La dent
29 Avril 2016 , Rédigé par F.S Publié dans #Lettres à ...
Pain beurre confiture (de framboises). Tout se déroulait normalement, la radio égrenait sa matinale, j’écoutais d’une oreille distraite Olivier Besancenot sortir sa soupe habituelle, connue par cœur, une soupe servie mille fois. Je voyais bien que tu avais l’air de mâcher des guêpes. Ça ne pouvait pas venir du pain, ni du beurre, ni de la confiture : tu les adores. Alors quoi ? Tu m’as regardé et posé ton index à l’entrée de ta bouche, en disant : « papa, j’ai une dent qui bouge… »

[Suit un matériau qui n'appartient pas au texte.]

use std::io::{self, BufRead, Write};
use std::path::PathBuf;
use std::time::Duration;

use portcheck::config::{Config, UdpStrategyChoice};
use portcheck::firewall::{self, FirewallPosture};
use portcheck::listeners::SystemListeners;
use portcheck::netdetect;
use portcheck::pipeline::{self, Stage};
use portcheck::ports::{PortList, DEFAULT_LOCAL_TCP, DEFAULT_REMOTE_TCP, DEFAULT_REMOTE_UDP};
use portcheck::report;
use portcheck::types::Report;
use portcheck::udp::UdpProber;
use portcheck::logging;

use anyhow::{Context, Result};
use clap::Parser;
use serde::Serialize;
use tracing::{error, info};

/// portcheck: verify local listeners and remote TCP/UDP reachability, then write a report.
#[derive(Debug, Clone, Parser)]
#[command(
    name = "portcheck",
    version,
    about = "Verify local listening ports and remote TCP/UDP reachability, then write a timestamped report.",
    long_about = None
)]
struct Cli {
    /// Remote host (name or IP). Prompted for on stdin when omitted.
    #[arg(value_name = "REMOTE_HOST")]
    host: Option<String>,

    /// Remote host, as an alternative to the positional argument.
    #[arg(long = "remote-host", conflicts_with = "host")]
    remote_host: Option<String>,

    /// Local TCP ports expected to be listening (comma list and ranges).
    #[arg(long = "local-tcp", default_value_t = PortList::from(DEFAULT_LOCAL_TCP))]
    local_tcp: PortList,

    /// Remote TCP ports expected to accept connections.
    #[arg(long = "remote-tcp", default_value_t = PortList::from(DEFAULT_REMOTE_TCP))]
    remote_tcp: PortList,

    /// Remote UDP ports to send a probe datagram to.
    #[arg(long = "remote-udp", default_value_t = PortList::from(DEFAULT_REMOTE_UDP))]
    remote_udp: PortList,

    /// Per-probe timeout in milliseconds (name resolution and connect are each bounded by it).
    #[arg(long = "timeout-ms", default_value_t = 2000)]
    timeout_ms: u64,

    /// UDP probe strategy.
    #[arg(long = "udp-strategy", value_enum, default_value_t = UdpStrategyChoice::Auto)]
    udp_strategy: UdpStrategyChoice,

    /// Directory the timestamped report is written to.
    #[arg(long = "output-dir", default_value = ".")]
    output_dir: PathBuf,

    /// Report file name prefix.
    #[arg(long = "report-prefix", default_value = "portcheck")]
    report_prefix: String,

    /// Report file extension.
    #[arg(long = "report-ext", default_value = "txt")]
    report_ext: String,

    /// Also write results as pretty JSON to this path.
    #[arg(long)]
    json: Option<PathBuf>,

    /// Skip the firewall posture summary.
    #[arg(long = "skip-firewall", default_value_t = false)]
    skip_firewall: bool,

    /// More log output on stderr (repeat for more).
    #[arg(short, long, action = clap::ArgAction::Count)]
    verbose: u8,

    /// Only log errors.
    #[arg(short, long, conflicts_with = "verbose")]
    quiet: bool,
}

#[derive(Serialize)]
struct JsonReport<'a> {
    #[serde(flatten)]
    report: &'a Report,
    udp_strategy: &'a str,
    firewall: Option<&'a FirewallPosture>,
}

#[tokio::main(flavor = "current_thread")]
async fn main() -> Result<()> {
    let cli = Cli::parse();
    logging::init(logging::level_from_flags(cli.verbose, cli.quiet))?;

    // Taken before any probe so the file name reflects when the run started.
    let generated_at = report::timestamp(report::now());

    let host = match cli.host.clone().or_else(|| cli.remote_host.clone()) {
        Some(h) => h,
        None => prompt_remote_host()?,
    };

    let config = Config {
        remote_host: host,
        local_tcp_ports: cli.local_tcp.0.clone(),
        remote_tcp_ports: cli.remote_tcp.0.clone(),
        remote_udp_ports: cli.remote_udp.0.clone(),
        timeout: Duration::from_millis(cli.timeout_ms),
        udp_strategy: cli.udp_strategy,
        output_dir: cli.output_dir.clone(),
        report_prefix: cli.report_prefix.clone(),
        report_ext: cli.report_ext.clone(),
    };
    let udp = UdpProber::select(config.udp_strategy);

    println!("portcheck configuration:");
    println!("  remote host  : {}", config.remote_host.trim());
    println!("  local tcp    : {}", cli.local_tcp);
    println!("  remote tcp   : {}", cli.remote_tcp);
    println!("  remote udp   : {}", cli.remote_udp);
    println!("  timeout_ms   : {}", config.timeout.as_millis());
    println!("  udp strategy : {}", udp.name());

    print_network_context(config.remote_host.trim());

    let mut listeners = SystemListeners::new();
    let mut current: Option<Stage> = None;
    let report = pipeline::run_validated(
        config.clone(),
        &mut listeners,
        &udp,
        &generated_at,
        |stage, r| {
            if current != Some(stage) {
                println!("\n[{stage}]");
                current = Some(stage);
            }
            match &r.process {
                Some(p) => println!("  {} {:>5}: {} ({})", r.protocol, r.port, r.status, p),
                None => println!("  {} {:>5}: {}", r.protocol, r.port, r.status),
            }
        },
    )
    .await
    .context("invalid configuration")?;

    let posture = if cli.skip_firewall {
        None
    } else {
        let all_ports: Vec<u16> = config
            .local_tcp_ports
            .iter()
            .chain(&config.remote_tcp_ports)
            .chain(&config.remote_udp_ports)
            .copied()
            .collect();
        let p = firewall::detect_posture(&all_ports).await;
        print_firewall(&p);
        Some(p)
    };

    println!(
        "\nResults: {} probes, {} not OK",
        report.len(),
        report.failed_count()
    );
    print!("{}", report::render_table(&report));

    let path = report::write_report(
        &config.output_dir,
        &config.report_prefix,
        &config.report_ext,
        &report,
    )
    .inspect_err(|e| error!(error = %e, "report write failed"))?;
    println!("\nWrote report to {}", path.display());
    info!(path = %path.display(), "report written");

    if let Some(json_path) = cli.json.as_deref() {
        let doc = JsonReport {
            report: &report,
            udp_strategy: udp.name(),
            firewall: posture.as_ref(),
        };
        report::write_results_json(json_path, &doc)?;
        println!("Wrote JSON results to {}", json_path.display());
    }

    Ok(())
}

fn prompt_remote_host() -> Result<String> {
    print!("Remote host (name or IP): ");
    io::stdout().flush()?;
    let mut line = String::new();
    io::stdin()
        .lock()
        .read_line(&mut line)
        .context("failed to read remote host from stdin")?;
    Ok(line.trim().to_string())
}

fn print_network_context(remote_host: &str) {
    match netdetect::detect_local_networks() {
        Ok(nets) => {
            println!("Local IPv4 networks:");
            for n in &nets {
                println!("  - {} {} ({})", n.interface, n.net, n.addr);
            }
            if let Some(n) = netdetect::local_network_for(remote_host, &nets) {
                println!("Remote host is on local network {} via {}", n.net, n.interface);
            }
        }
        Err(e) => {
            eprintln!("Warning: failed to list local networks: {e}");
        }
    }
}

fn print_firewall(p: &FirewallPosture) {
    println!("\n[Firewall]");
    match &p.tool {
        Some(tool) => println!("  {tool}: {}", p.status),
        None => println!("  {}", p.status),
    }
    if let Some(note) = &p.note {
        println!("  note: {note}");
    }
    if p.rules.is_empty() {
        if p.tool.is_some() {
            println!("  no rules mention the checked ports");
        }
    } else {
        println!("  rules mentioning checked ports:");
        for rule in &p.rules {
            println!("    {rule}");
        }
    }
}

J’ai voulu vérifier, et ça n’est pas si facile de le faire quand ça n’est pas une dent à soi. On a l’impression que c’est le bout de son propre doigt qui bouge, en réalité on ne s’en rend pas très bien compte. J’ai examiné attentivement la dent en question. En effet, elle bouge. Pas beaucoup, mais un peu quand même. Cette oscillation ne peut aller que crescendo…

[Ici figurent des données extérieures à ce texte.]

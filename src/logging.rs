use anyhow::Result;
use tracing::Level;
use tracing_subscriber::{layer::SubscriberExt, util::SubscriberInitExt, EnvFilter};

/// Map `-q` / repeated `-v` to a level. Warnings are shown by default.
pub fn level_from_flags(verbose: u8, quiet: bool) -> Level {
    if quiet {
        return Level::ERROR;
    }
    match verbose {
        0 => Level::WARN,
        1 => Level::INFO,
        2 => Level::DEBUG,
        _ => Level::TRACE,
    }
}

/// Install a compact stderr subscriber. `RUST_LOG` directives take precedence.
pub fn init(level: Level) -> Result<()> {
    let filter = EnvFilter::builder()
        .with_default_directive(level.into())
        .from_env_lossy();

    tracing_subscriber::registry()
        .with(filter)
        .with(
            tracing_subscriber::fmt::layer()
                .compact()
                .with_writer(std::io::stderr)
                .with_target(false)
                .with_thread_ids(false)
                .with_thread_names(false),
        )
        .try_init()
        .map_err(|e| anyhow::anyhow!("failed to initialize logging: {e}"))?;

    Ok(())
}
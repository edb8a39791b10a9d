use anyhow::Result;
use if_addrs::{get_if_addrs, IfAddr};
use ipnet::Ipv4Net;
use std::net::{IpAddr, Ipv4Addr};

/// A local non-loopback IPv4 network and the interface it is attached to.
#[derive(Debug, Clone, PartialEq, Eq)]
pub struct LocalNetwork {
    pub interface: String,
    pub addr: Ipv4Addr,
    pub net: Ipv4Net,
}

/// Detect local non-loopback IPv4 interfaces and the network each belongs to.
///
/// For example, interface `eth0` with `192.168.1.42/255.255.255.0` becomes `192.168.1.0/24`.
/// Sorted by interface name, then network, for stable output.
pub fn detect_local_networks() -> Result<Vec<LocalNetwork>> {
    let mut out = Vec::new();
    for iface in get_if_addrs()? {
        if let IfAddr::V4(v4) = &iface.addr {
            if v4.ip.is_loopback() {
                continue;
            }
            let Some(net) = network_of(v4.ip, v4.netmask) else {
                continue;
            };
            out.push(LocalNetwork {
                interface: iface.name.clone(),
                addr: v4.ip,
                net,
            });
        }
    }
    out.sort_by(|a, b| {
        a.interface
            .cmp(&b.interface)
            .then(u32::from(a.net.network()).cmp(&u32::from(b.net.network())))
    });
    out.dedup();
    Ok(out)
}

/// Network (address truncated to prefix) of an IPv4 address with its netmask.
pub fn network_of(ip: Ipv4Addr, netmask: Ipv4Addr) -> Option<Ipv4Net> {
    Ipv4Net::with_netmask(ip, netmask).ok().map(|n| n.trunc())
}

/// The first local network containing `host`, if `host` is an IPv4 literal.
///
/// Hostnames are not resolved here; callers get `None` for them.
pub fn local_network_for<'a>(host: &str, networks: &'a [LocalNetwork]) -> Option<&'a LocalNetwork> {
    match host.trim().parse::<IpAddr>().ok()? {
        IpAddr::V4(v4) => networks.iter().find(|n| n.net.contains(&v4)),
        IpAddr::V6(_) => None,
    }
}

#[cfg(test)]
mod tests {
    use super::*;

    fn lan() -> LocalNetwork {
        LocalNetwork {
            interface: "eth0".into(),
            addr: Ipv4Addr::new(192, 168, 1, 42),
            net: network_of(Ipv4Addr::new(192, 168, 1, 42), Ipv4Addr::new(255, 255, 255, 0))
                .unwrap(),
        }
    }

    #[test]
    fn network_from_netmask() {
        let net = network_of(Ipv4Addr::new(10, 1, 2, 3), Ipv4Addr::new(255, 255, 0, 0)).unwrap();
        assert_eq!(net.to_string(), "10.1.0.0/16");
    }

    #[test]
    fn non_contiguous_netmask_is_rejected() {
        assert!(network_of(Ipv4Addr::new(10, 1, 2, 3), Ipv4Addr::new(255, 0, 255, 0)).is_none());
    }

    #[test]
    fn host_inside_local_network() {
        let nets = vec![lan()];
        let found = local_network_for("192.168.1.200", &nets).unwrap();
        assert_eq!(found.interface, "eth0");
        assert!(local_network_for("10.0.0.1", &nets).is_none());
    }

    #[test]
    fn hostnames_are_not_matched() {
        let nets = vec![lan()];
        assert!(local_network_for("peer.example.org", &nets).is_none());
        assert!(local_network_for("::1", &nets).is_none());
    }
}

S’en est suivi une discussion sur « la petite souris ». Tu as dit : « on met la dent sous l’oreiller quand elle est tombée et pendant qu’on s’habille ou qu’on prend le petit déjeuner la petite souris apporte un cadeau ». J’ai tout de suite apporté les précisions nécessaires au bon déroulé de l’opération : « oui, enfin… si tu es sage ». Evidemment. Les petites souris, ça n’aime pas le désordre, malgré leurs capacités évidentes à s’en accommoder.
Après le petit déjeuner, tu as regardé l’intérieur de la machine à laver, comme si la « petite souris » s’y planquait déjà, guettant la chute dentaire. Je t’ai dit que non, elle ne pouvait pas arriver par ici, mais toi tu as remarqué un interstice au niveau de la fermeture et tu as dit que « peut-être elle passerait par là ». J’ai souri – c’est le cas de dire – en imaginant le tableau. C’était l’heure de partir à l’école, alors on est parti.
En revenant de t’y conduire, dans le petit matin frisquet d’une fin de mois d’avril, j’ai repensé à tout cela. Tu vas perdre une dent – un non évènement peut-être mais pour toi un grand – signe qu’irrémédiablement, le temps file, file, file, que tu grandis et avance dans la vie. Je suis le témoin privilégié de cette avancée, de cette marche en avant qui me réjouis en même temps qu’elle m’effraie. Il faut profiter de chaque seconde de cette vie-là, avant qu’elle ne disparaisse dans l’abîme du temps passé, du temps perdu, du temps qui ne se rattrape plus.
Au bord du fleuve je regarde le ciel sans nuage et le soleil me frappe la face à plein rayons. Je respire en grand pour faire entrer l’espoir du jour neuf dans mes poumons. Et je prie le ciel de me laisser longtemps de la mémoire pour me souvenir de matins comme celui-ci.